Maybe the 40 bytes fits into the pipe buffer, and the 40000 bytes doesn't?
Edit:
The sending process is sent a SIGPIPE signal when you try to write to a closed pipe. I don't know exactly when the signal is sent, or what effect the pipe buffer has on this. You may be able to recover by trapping the signal with the sigaction call.
It can take time for the network close to be observed - the total time is nominally about 2 minutes (yes, minutes!) after a close before the packets destined for the port are all assumed to be dead. The error condition is detected at some point. With a small write, you are inside the MTU of the system, so the message is queued for sending. With a big write, you are bigger than the MTU and the system spots the problem quicker. If you ignore the SIGPIPE signal, then the functions will return EPIPE error on a broken pipe - at some point when the broken-ness of the connection is detected.

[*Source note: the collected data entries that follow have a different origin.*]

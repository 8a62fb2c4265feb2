//! Eligibility service layer

use std::sync::Arc;

use uuid::Uuid;

use super::model::{EligibilityCheck, EligibilityQuery, EligibilityRequest};
use crate::error::{ApiError, ApiResult};
use crate::models::{PaginatedResponse, PaginationParams};
use crate::store::EligibilityRepository;

#[derive(Clone)]
pub struct EligibilityService {
    repo: Arc<dyn EligibilityRepository>,
}

impl EligibilityService {
    pub fn new(repo: Arc<dyn EligibilityRepository>) -> Self {
        Self { repo }
    }

    /// Record a pre-check; no scoring happens here
    pub async fn submit(&self, request: EligibilityRequest) -> ApiResult<EligibilityCheck> {
        let check = request.into_check()?;
        self.repo.insert_check(&check).await?;
        tracing::info!(check_id = %check.id, loan_id = ?check.loan_id, "Eligibility check recorded");
        Ok(check)
    }

    pub async fn list(&self, query: EligibilityQuery) -> ApiResult<PaginatedResponse<EligibilityCheck>> {
        let (page, limit) = PaginationParams {
            page: query.page,
            limit: query.limit,
        }
        .resolve();
        let query = EligibilityQuery {
            email: query
                .email
                .map(|e| e.trim().to_lowercase())
                .filter(|e| !e.is_empty()),
            ..query
        };
        let (checks, total) = self.repo.list_checks(&query, (page - 1) * limit, limit).await?;
        Ok(PaginatedResponse::new(checks, total, page, limit))
    }

    pub async fn get(&self, id: Uuid) -> ApiResult<EligibilityCheck> {
        self.repo
            .get_check(id)
            .await?
            .ok_or_else(|| ApiError::NotFound("Eligibility check not found".to_string()))
    }
}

The current state of a socket is determined by 'keep-alive' activity. In your case, this is possible that when you are issuing the send call, the keep-alive activity tells that the socket is active and so the send call will write the required data (40 bytes) in to the buffer and returns without giving any error.
When you are sending a bigger chunk, the send call goes in to blocking state.
The send man page also confirms this:
When the message does not fit into the send buffer of the socket, send() normally blocks, unless the socket has been placed in non-blocking I/O mode. In non-blocking mode it would return EAGAIN in this case
So, while blocking for the free available buffer, if the caller is notified (by keep-alive mechanism) that the other end is no more present, the send call will fail.
Predicting the exact scenario is difficult with the mentioned info, but I believe, this should be the reason for you problem.
When peer close, you just do not know whether it just stop sending or both sending and receiving.Because TCP allows this, btw, you should know the difference between close and shutdown.
If peer both stop sending and receiving, first you send some bytes, it will succeed. But the peer kernel will send you RST. So subsequently you send some bytes, your kernel will send you SIGPIPE signal, if you catch or ignore this signal, when your send returns, you just get Broken pipe error, or if you don't , the default behavior of your program is crashing.